After our decision was filed in Gunter v. Anders, 114 N.C.App. 61, 441 S.E.2d 167 (1994), plaintiffs timely petitioned for rehearing. We have granted this petition and will address the arguments presented by plaintiffs.

The pertinent facts underlying this appeal, as stated in our earlier decision, are as follows:

Plaintiff Charles Brian Gunter (Gunter) was a student at North Surry High School when he was hit by an automobile driven by defendant Anthony Anders. Gunter was hit while he was crossing a driveway on the school campus. Gunter's injuries as a result of this accident included the amputation of his left arm.
Following is a synopsis of the events leading up to this accident: During the morning of 8 December 1988, Gunter was in a physical education class instructed by Terri Mosley (a defendant herein). As was their custom, Gunter and his classmates ran from the locker room, where they dressed, and headed toward the physical education field. This path took them across a driveway which divides the school campus. This driveway ran by a wall which prevented drivers and pedestrians from seeing each other. As Gunter and his classmates ran across this driveway, Gunter was struck by defendant Anders' car.
The school principal, Allen Edwards (a defendant herein), had ordered students to move their cars from a parking lot on the campus so that the parking lot could be paved. Neither Gunter nor Mosley were aware of this.
Two months before this accident occurred, another student had been struck by a car at the same location on the high school campus. No steps had been taken to prevent another accident from occurring after this first accident.

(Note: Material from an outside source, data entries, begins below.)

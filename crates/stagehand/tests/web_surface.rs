//! HTTP surface tests driven in-process through the router.

use std::sync::Arc;
use std::time::Duration;

use axum::body::Body;
use axum::http::{header, Request, StatusCode};
use serde_json::Value;
use tempfile::TempDir;
use tower::ServiceExt;

use stagehand::bus::EventBus;
use stagehand::store::SceneStore;
use stagehand::web::{router, AppState};
use x32osc::mock::{self, MockConsole, MockHandle};
use x32osc::{SessionConfig, X32Session};

async fn app(console: MockConsole) -> (MockHandle, TempDir, TempDir, axum::Router) {
    let mock = mock::spawn(console).await.unwrap();
    let bus = EventBus::new();
    let config = SessionConfig::new("web-test", "127.0.0.1").with_port(mock.addr.port());
    let session = X32Session::connect(config, bus.sender()).await.unwrap();
    session
        .identity_query(Duration::from_secs(1))
        .await
        .unwrap();
    let session = stagehand::shared_session(session);

    let scene_dir = TempDir::new().unwrap();
    let backup_dir = TempDir::new().unwrap();
    let store = SceneStore::open(scene_dir.path(), session.clone(), bus.clone()).unwrap();

    let mut stage_config = stageconf::StageConfig::default();
    stage_config.scene_dir = scene_dir.path().to_path_buf();
    stage_config.backup_dir = backup_dir.path().to_path_buf();

    let state = AppState {
        session,
        store: Arc::new(store),
        bus,
        backup_dir: backup_dir.path().canonicalize().unwrap(),
        config: stage_config,
    };
    (mock, scene_dir, backup_dir, router(state))
}

async fn json_body(response: axum::response::Response) -> Value {
    let bytes = axum::body::to_bytes(response.into_body(), usize::MAX)
        .await
        .unwrap();
    serde_json::from_slice(&bytes).unwrap()
}

#[tokio::test]
async fn health_reports_state_and_identity() {
    let console = MockConsole::new().with_identity("10.0.0.2", "FOH-Main", "X32", "4.08");
    let (_mock, _scenes, _backups, app) = app(console).await;

    let response = app
        .oneshot(Request::get("/health").body(Body::empty()).unwrap())
        .await
        .unwrap();
    assert_eq!(response.status(), StatusCode::OK);

    let body = json_body(response).await;
    assert_eq!(body["success"], true);
    assert_eq!(body["state"], "connected");
    assert_eq!(body["mode"], "live");
    assert_eq!(body["identity"]["name"], "FOH-Main");
}

#[tokio::test]
async fn scene_lifecycle_over_http() {
    let (_mock, _scenes, _backups, app) = app(MockConsole::new()).await;

    let response = app
        .clone()
        .oneshot(
            Request::post("/scenes")
                .header(header::CONTENT_TYPE, "application/json")
                .body(Body::from(
                    r#"{"name":"Matinee","notes":"2pm show"}"#,
                ))
                .unwrap(),
        )
        .await
        .unwrap();
    assert_eq!(response.status(), StatusCode::CREATED);
    let body = json_body(response).await;
    assert_eq!(body["scene"]["id"], "local-Matinee");

    let response = app
        .clone()
        .oneshot(Request::get("/scenes").body(Body::empty()).unwrap())
        .await
        .unwrap();
    let body = json_body(response).await;
    assert_eq!(body["scenes"].as_array().unwrap().len(), 1);
    assert_eq!(body["scenes"][0]["name"], "Matinee");

    let response = app
        .clone()
        .oneshot(
            Request::delete("/scenes/local-Matinee")
                .body(Body::empty())
                .unwrap(),
        )
        .await
        .unwrap();
    assert_eq!(response.status(), StatusCode::OK);

    let response = app
        .oneshot(
            Request::get("/scenes/local-Matinee")
                .body(Body::empty())
                .unwrap(),
        )
        .await
        .unwrap();
    assert_eq!(response.status(), StatusCode::NOT_FOUND);
}

#[tokio::test]
async fn invalid_filename_is_a_400_with_the_exact_envelope() {
    let (_mock, _scenes, _backups, app) = app(MockConsole::new()).await;

    let response = app
        .clone()
        .oneshot(
            Request::post("/scenes")
                .header(header::CONTENT_TYPE, "application/json")
                .body(Body::from(r#"{"name":"../etc/passwd"}"#))
                .unwrap(),
        )
        .await
        .unwrap();
    assert_eq!(response.status(), StatusCode::BAD_REQUEST);
    let body = json_body(response).await;
    assert_eq!(body["success"], false);
    assert_eq!(body["error"], "Invalid filename");

    // Traversal through the backup routes is rejected the same way.
    let response = app
        .oneshot(
            Request::delete("/backup/a..b.bak")
                .body(Body::empty())
                .unwrap(),
        )
        .await
        .unwrap();
    assert_eq!(response.status(), StatusCode::BAD_REQUEST);
}

#[tokio::test]
async fn deleting_device_slots_is_rejected() {
    let mut console = MockConsole::new();
    console.seed_scene_slot(4, "Keeper", "");
    let (_mock, _scenes, _backups, app) = app(console).await;

    let response = app
        .oneshot(
            Request::delete("/scenes/device-4")
                .body(Body::empty())
                .unwrap(),
        )
        .await
        .unwrap();
    assert_eq!(response.status(), StatusCode::BAD_REQUEST);
    let body = json_body(response).await;
    assert_eq!(body["success"], false);
}

#[tokio::test]
async fn missing_backup_is_a_404() {
    let (_mock, _scenes, _backups, app) = app(MockConsole::new()).await;

    let response = app
        .oneshot(
            Request::delete("/backup/nothing-here.bak")
                .body(Body::empty())
                .unwrap(),
        )
        .await
        .unwrap();
    assert_eq!(response.status(), StatusCode::NOT_FOUND);
}

#[tokio::test]
async fn discover_requires_a_subnet() {
    let (_mock, _scenes, _backups, app) = app(MockConsole::new()).await;

    let response = app
        .clone()
        .oneshot(Request::get("/x32/discover").body(Body::empty()).unwrap())
        .await
        .unwrap();
    assert_eq!(response.status(), StatusCode::BAD_REQUEST);

    let response = app
        .oneshot(
            Request::get("/x32/discover?subnet=not-a-subnet")
                .body(Body::empty())
                .unwrap(),
        )
        .await
        .unwrap();
    assert_eq!(response.status(), StatusCode::BAD_REQUEST);
}

#[tokio::test]
async fn backup_listing_shows_written_files() {
    let (_mock, _scenes, backups, app) = app(MockConsole::new()).await;
    std::fs::write(backups.path().join("console-20250101.bak"), "#4.08# \"B\" \"\" 0 0\n")
        .unwrap();
    std::fs::write(backups.path().join("notes.txt"), "ignored").unwrap();

    let response = app
        .oneshot(Request::get("/backup").body(Body::empty()).unwrap())
        .await
        .unwrap();
    assert_eq!(response.status(), StatusCode::OK);
    let body = json_body(response).await;
    let files = body["files"].as_array().unwrap();
    assert_eq!(files.len(), 1);
    assert_eq!(files[0]["name"], "console-20250101.bak");
}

Gunter v. Anders, 114 N.C.App. at 63, 441 S.E.2d at 168-69.

On 9 March 1992 plaintiffs filed a complaint against defendant Anthony Anders and defendants Edwards, Martin, Mosley and the *687 Surry County Board of Education (hereafter, collectively referred to as school defendants), asserting negligence, negligence per se, negligent infliction of emotional distress and gross negligence; plaintiff mother alleged loss of services of her son. School defendants filed answers and cross-claims. Defendant Anders filed a motion for summary judgment; school defendants filed in their answer a motion to dismiss, pursuant to North Carolina General Statutes § 1A-1, Rule 12(b)(6) (1990).

These motions came on for hearing on 14 December 1992 at which time school defendants moved that plaintiffs' complaint against the Surry County Board of Education (hereafter Board) be dismissed because plaintiffs failed to allege in their complaint that the Board had purchased liability insurance and waived its governmental immunity. Plaintiffs' attorney responded as follows:

... IT IS CORRECT THAT IN ITS CURRENT STATUS, THE COMPLAINT DOES NOT CONTAIN AN ALLEGATION THAT THEY HAVE WAIVED THEIR IMMUNITY; AND TO THAT END, WE WOULD, AT THIS TIME, YOUR HONOR, MAKE A MOTION PURSUANT TO RULE 15 AS TO THE DEFENDANTS EDWARDS, MARTIN, MOSLEY AND THE SURRY COUNTY BOARD OF EDUCATION—THAT MOTION BEING PURSUANT TO RULE 15—TO AMEND THE COMPLAINT TO ALLEGE THAT EACH OF THOSE DEFENDANTS HAS PROCURED LIABILITY INSURANCE TO COVER NEGLIGENT OR OTHER COURSES OF CONDUCT AND THAT SAID DEFENDANTS HAVE THEREBY WAIVED THEIR IMMUNITY FOR TORT LIABILITY TO THE EXTENT OF SUCH INSURANCE COVERAGE. WE, IN MAKING THAT MOTION, YOUR HONOR, WOULD POINT OUT SEVERAL THINGS. FIRST OF ALL, WHEN THIS CASE WAS FILED IN 1990, WE DID NOT ALLEGE THAT THEY HAD INSURANCE BECAUSE WE WERE NOT AWARE OF IT; BUT IN THE DISCOVERY IN THE 1990 CASE, WHICH IS PART OF THE RECORD HERE, THE DEFENDANTS DID FILE ANSWERS TO INTERROGATORIES IN WHICH THEY, UNDER OATH, REPRESENTED THAT THEY DID HAVE LIABILITY INSURANCE POLICIES AS TO THE SCHOOL BOARD. AND IN THIS 1992 CASE, AGAIN, IN INTERROGATORIES WHICH WERE ANSWERED ON OCTOBER 30TH OF THIS YEAR, THE INDIVIDUAL DEFENDANTS REPRESENTED TO US THAT THEY HAD LIABILITY INSURANCE COVERAGE.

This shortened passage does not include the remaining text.